Memories of my Life During WWII
I as born during the Depression years our family lived near the University in Tuscaloosa, Alabama. My parents and I shared a shotgun house on 10th Street three blocks west of Bryant-Denny stadium with a widowed aunt with two young daughters, and two single aunts.
Daddy often joked that when I was born he had two nickels in his pocket, He spent one on a telephone call to tell everyone that I had arrived, and the other to celebrate with a cup of coffee. Then he added, “I’ve been broke ever since.”

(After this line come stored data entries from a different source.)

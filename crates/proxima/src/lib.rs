//! Planar closest-pair search.
//!
//! Finds the minimum-distance pair among a finite set of points in the
//! plane using the classical divide-and-conquer scheme: split the
//! x-sorted points at the index midpoint, solve each half, then scan a
//! strip of points near the dividing line for a pair straddling it.
//! O(n log n) overall, versus the O(n²) exhaustive scan that
//! [`brute_force`] provides as base case and reference oracle.
//!
//! # Quick start
//!
//! ```
//! use proxima::{closest_pair, Point};
//!
//! let points = [
//!     Point::new(0.0, 0.0),
//!     Point::new(3.0, 4.0),
//!     Point::new(1.0, 1.0),
//! ];
//! let pair = closest_pair(&points).unwrap();
//! assert!((pair.distance - 2.0_f64.sqrt()).abs() < 1e-12);
//! ```
//!
//! # Entry points
//!
//! - [`closest_pair`]: single-threaded recursion.
//! - [`closest_pair_parallel`]: same results, shallow recursion levels
//!   forked onto scoped threads.

#![deny(missing_docs)]
#![deny(rustdoc::broken_intra_doc_links)]
#![forbid(unsafe_code)]

pub mod brute;
pub mod error;
pub mod pair;
pub mod parallel;
pub mod point;
pub mod solver;

mod divide;
mod strip;

#[cfg(test)]
pub(crate) mod checks;

pub use brute::brute_force;
pub use error::PairError;
pub use pair::ClosestPair;
pub use parallel::closest_pair_parallel;
pub use point::{cmp_by_x, cmp_by_y, Point};
pub use solver::closest_pair;
//! The validated entry point: sort both views once, then recurse.

use crate::divide::closest_recursive;
use crate::error::PairError;
use crate::pair::ClosestPair;
use crate::point::{cmp_by_x, cmp_by_y, Point};

/// Find the closest pair among `points`.
///
/// The input is copied and sorted twice — once by x with a y tiebreak,
/// once by y (stable, so equal-y points keep their input order) — then
/// handed to the recursive split. O(n log n) for n points.
///
/// Duplicates are legal input: coincident points yield a distance of
/// exactly `0.0`.
///
/// # Errors
///
/// [`PairError::NotEnoughPoints`] if fewer than two points are
/// supplied; the query is undefined below that and no recursion runs.
///
/// # Examples
///
/// ```
/// use proxima::{closest_pair, Point};
///
/// let points = [
///     Point::new(2.0, 3.0),
///     Point::new(12.0, 30.0),
///     Point::new(40.0, 50.0),
///     Point::new(5.0, 1.0),
///     Point::new(12.0, 10.0),
///     Point::new(3.0, 4.0),
/// ];
/// let pair = closest_pair(&points).unwrap();
/// assert_eq!(pair.a, Point::new(2.0, 3.0));
/// assert_eq!(pair.b, Point::new(3.0, 4.0));
/// assert!((pair.distance - 2.0_f64.sqrt()).abs() < 1e-12);
/// ```
pub fn closest_pair(points: &[Point]) -> Result<ClosestPair, PairError> {
    if points.len() < 2 {
        return Err(PairError::NotEnoughPoints {
            count: points.len(),
        });
    }

    let mut xs = points.to_vec();
    xs.sort_by(cmp_by_x);
    let mut ys = points.to_vec();
    ys.sort_by(cmp_by_y);

    Ok(closest_recursive(&xs, ys))
}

Daddy bought an antebellum home that was being torn down near the Warrior River in Tuscaloosa and used the lumber to build a house for his family on the Graham farm in Romulus. The mansion was reconfigured as a two bedroom bungalow. My brother and sister were born before Pearl Harbor. Clouds of war were threatening even down to the small farm in Tuscaloosa County.
Later we moved to Pascagoola, Mississippi where Daddy was a mechanic in the government boatyard across the bay from Ingalls Shipyard. We were there when the news of Pearl Harbor was broadcast and the town became a boomtown, so crowded that workers in the shipyard rented rooms from families who lived nearby. Neighbors from Ralph, Ethard and Mutt Styres, were two of our boarders. Our living room became a dormitory for men who worked in war production. Our family all slept in one bedroom. Mama provided meals and laundry for the boarders and made more money than daddy, they told us later.
We lived a mile from the Gulf of Mexico and often went to the beach and saw huge anti-aircraft guns covered with camouflage netting a hundred feet from the waves in the trees along highway 90. Soon there was rationing of gas and food. Children bought war stamps to go in their books, saving stamps to buy war bonds. There were black-out shades for the windows in case enemy planes made it to the Mississippi coast.
We watched as fathers and big brothers went off to war, but were fortunate that my father’s work with the Corps of Engineers protected him from the draft. The influx of workers and the shortage of building supplies made it necessary for existing schools to have morning and afternoon shifts of students in very crowded classrooms. Despite the war we were happy there until my brother’s asthma grew so severe doctors advised that we move away from the coast if he were to survive.
We returned to the Graham family farm in the community of Romulus, in Tuscaloosa County. My father had been able to redeem the farm after his father lost it during the Depression. We have lived here since. My great grandchildren make the seventh generation to live on this ever-diminishing plot of ground. My children only inherited five acres each.
My Children will never understand the love my generation has for this land.